Data listing: Begin

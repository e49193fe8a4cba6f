//! Coordinate adapter: canonical per-edge metrics for both kinds.

use roofscope_math::{normalize_axis_deg, GeoPoint, Point2};

use crate::image::CapturedImage;
use crate::section::SectionGeometry;
use crate::{MeasureError, Result};

/// Length and direction of one polygon boundary edge, in the
/// coordinate-kind-independent form the rest of the engine consumes.
#[derive(Debug, Clone, Copy, PartialEq)]
pub struct EdgeMetric {
    /// Edge length in feet.
    pub length_ft: f64,
    /// Direction-agnostic bearing in degrees, folded to `[0, 180)`.
    /// 0° is horizontal (east-west on the map, left-right on screen).
    pub bearing_deg: f64,
}

/// Walk a section's boundary (including the closing edge) and produce
/// one [`EdgeMetric`] per edge, in vertex order.
///
/// Geographic edges use the great-circle haversine distance; raster
/// edges use pixel distance times the image's feet-per-pixel scale.
///
/// # Errors
///
/// [`MeasureError::DegenerateGeometry`] for fewer than 3 vertices;
/// [`MeasureError::MissingScaleMetadata`] for raster geometry without
/// its matching image.
pub fn edge_metrics(
    geometry: &SectionGeometry,
    image: Option<&CapturedImage>,
) -> Result<Vec<EdgeMetric>> {
    geometry.ensure_polygon()?;

    match geometry {
        SectionGeometry::Geographic { vertices } => {
            let points: Vec<GeoPoint> = vertices.iter().map(|&v| v.into()).collect();
            let mut edges = Vec::with_capacity(points.len());
            for i in 0..points.len() {
                let a = points[i];
                let b = points[(i + 1) % points.len()];
                edges.push(EdgeMetric {
                    length_ft: a.distance_ft(&b),
                    bearing_deg: a.axis_bearing_deg(&b),
                });
            }
            Ok(edges)
        }
        SectionGeometry::Raster { vertices, image: id } => {
            let img = image
                .filter(|img| img.id == *id)
                .ok_or(MeasureError::MissingScaleMetadata(*id))?;
            let fpp = img.feet_per_pixel();
            let points: Vec<Point2> = vertices.iter().map(|&v| v.into()).collect();
            let mut edges = Vec::with_capacity(points.len());
            for i in 0..points.len() {
                let a = points[i];
                let b = points[(i + 1) % points.len()];
                let d = b - a;
                edges.push(EdgeMetric {
                    length_ft: d.norm() * fpp,
                    bearing_deg: normalize_axis_deg(d.y.atan2(d.x).to_degrees()),
                });
            }
            Ok(edges)
        }
    }
}
//! Captured map imagery and its ground scale.

use serde::{Deserialize, Serialize};

use crate::section::GeoVertex;
use crate::ImageId;

/// A static raster snapshot of a map view, used as a drawing surface.
///
/// The meters-per-pixel scale is derived once at construction from the
/// capture zoom level and center latitude, and is immutable thereafter:
/// re-deriving it later would invalidate previously measured areas. It
/// is serialized along with the rest of the struct so reloaded projects
/// keep the exact scale they were measured at.
#[derive(Debug, Clone, PartialEq, Serialize, Deserialize)]
pub struct CapturedImage {
    /// Unique identifier.
    pub id: ImageId,
    /// Geographic coordinate at the center of the capture.
    pub center: GeoVertex,
    /// Web-map zoom level at capture time.
    pub zoom: f64,
    /// Pixel width of the capture.
    pub width_px: u32,
    /// Pixel height of the capture.
    pub height_px: u32,
    /// Capture time as unix seconds.
    pub captured_at_unix: i64,
    meters_per_pixel: f64,
}

impl CapturedImage {
    /// Create a captured image, deriving its ground scale from zoom
    /// and center latitude via the standard web-map resolution formula
    /// `156543.03392 × cos(lat) / 2^zoom`.
    ///
    /// This is the only place the tile-resolution constant enters the
    /// engine; an imagery provider with a different resolution model
    /// replaces this constructor, not the area math.
    pub fn new(
        id: ImageId,
        center: GeoVertex,
        zoom: f64,
        width_px: u32,
        height_px: u32,
        captured_at_unix: i64,
    ) -> Self {
        let meters_per_pixel =
            roofscope_math::GROUND_RESOLUTION_M * center.lat.to_radians().cos() / 2f64.powf(zoom);
        Self {
            id,
            center,
            zoom,
            width_px,
            height_px,
            captured_at_unix,
            meters_per_pixel,
        }
    }

    /// Ground resolution of this capture in meters per pixel.
    pub fn meters_per_pixel(&self) -> f64 {
        self.meters_per_pixel
    }

    /// Ground resolution of this capture in feet per pixel.
    pub fn feet_per_pixel(&self) -> f64 {
        self.meters_per_pixel * roofscope_math::METERS_TO_FEET
    }
}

Data listing: End

Each entry is to be output exactly as it was written.

repository e49193fe8a4cba6f
//! Coordinate adapter: canonical per-edge metrics for both kinds.

use roofscope_math::{normalize_axis_deg, GeoPoint, Point2};

use crate::image::CapturedImage;
use crate::section::SectionGeometry;
use crate::{MeasureError, Result};

/// Length and direction of one polygon boundary edge, in the
/// coordinate-kind-independent form the rest of the engine consumes.
#[derive(Debug, Clone, Copy, PartialEq)]
pub struct EdgeMetric {
    /// Edge length in feet.
    pub length_ft: f64,
    /// Direction-agnostic bearing in degrees, folded to `[0, 180)`.
    /// 0° is horizontal (east-west on the map, left-right on screen).
    pub bearing_deg: f64,
}

/// Walk a section's boundary (including the closing edge) and produce
/// one [`EdgeMetric`] per edge, in vertex order.
///
/// Geographic edges use the great-circle haversine distance; raster
/// edges use pixel distance times the image's feet-per-pixel scale.
///
/// # Errors
///
/// [`MeasureError::DegenerateGeometry`] for fewer than 3 vertices;
/// [`MeasureError::MissingScaleMetadata`] for raster geometry without
/// its matching image.
pub fn edge_metrics(
    geometry: &SectionGeometry,
    image: Option<&CapturedImage>,
) -> Result<Vec<EdgeMetric>> {
    geometry.ensure_polygon()?;

    match geometry {
        SectionGeometry::Geographic { vertices } => {
            let points: Vec<GeoPoint> = vertices.iter().map(|&v| v.into()).collect();
            let mut edges = Vec::with_capacity(points.len());
            for i in 0..points.len() {
                let a = points[i];
                let b = points[(i + 1) % points.len()];
                edges.push(EdgeMetric {
                    length_ft: a.distance_ft(&b),
                    bearing_deg: a.axis_bearing_deg(&b),
                });
            }
            Ok(edges)
        }
        SectionGeometry::Raster { vertices, image: id } => {
            let img = image
                .filter(|img| img.id == *id)
                .ok_or(MeasureError::MissingScaleMetadata(*id))?;
            let fpp = img.feet_per_pixel();
            let points: Vec<Point2> = vertices.iter().map(|&v| v.into()).collect();
            let mut edges = Vec::with_capacity(points.len());
            for i in 0..points.len() {
                let a = points[i];
                let b = points[(i + 1) % points.len()];
                let d = b - a;
                edges.push(EdgeMetric {
                    length_ft: d.norm() * fpp,
                    bearing_deg: normalize_axis_deg(d.y.atan2(d.x).to_degrees()),
                });
            }
            Ok(edges)
        }
    }
}
//! Captured map imagery and its ground scale.

use serde::{Deserialize, Serialize};

use crate::section::GeoVertex;
use crate::ImageId;

/// A static raster snapshot of a map view, used as a drawing surface.
///
/// The meters-per-pixel scale is derived once at construction from the
/// capture zoom level and center latitude, and is immutable thereafter:
/// re-deriving it later would invalidate previously measured areas. It
/// is serialized along with the rest of the struct so reloaded projects
/// keep the exact scale they were measured at.
#[derive(Debug, Clone, PartialEq, Serialize, Deserialize)]
pub struct CapturedImage {
    /// Unique identifier.
    pub id: ImageId,
    /// Geographic coordinate at the center of the capture.
    pub center: GeoVertex,
    /// Web-map zoom level at capture time.
    pub zoom: f64,
    /// Pixel width of the capture.
    pub width_px: u32,
    /// Pixel height of the capture.
    pub height_px: u32,
    /// Capture time as unix seconds.
    pub captured_at_unix: i64,
    meters_per_pixel: f64,
}

impl CapturedImage {
    /// Create a captured image, deriving its ground scale from zoom
    /// and center latitude via the standard web-map resolution formula
    /// `156543.03392 × cos(lat) / 2^zoom`.
    ///
    /// This is the only place the tile-resolution constant enters the
    /// engine; an imagery provider with a different resolution model
    /// replaces this constructor, not the area math.
    pub fn new(
        id: ImageId,
        center: GeoVertex,
        zoom: f64,
        width_px: u32,
        height_px: u32,
        captured_at_unix: i64,
    ) -> Self {
        let meters_per_pixel =
            roofscope_math::GROUND_RESOLUTION_M * center.lat.to_radians().cos() / 2f64.powf(zoom);
        Self {
            id,
            center,
            zoom,
            width_px,
            height_px,
            captured_at_unix,
            meters_per_pixel,
        }
    }

    /// Ground resolution of this capture in meters per pixel.
    pub fn meters_per_pixel(&self) -> f64 {
        self.meters_per_pixel
    }

    /// Ground resolution of this capture in feet per pixel.
    pub fn feet_per_pixel(&self) -> f64 {
        self.meters_per_pixel * roofscope_math::METERS_TO_FEET
    }
}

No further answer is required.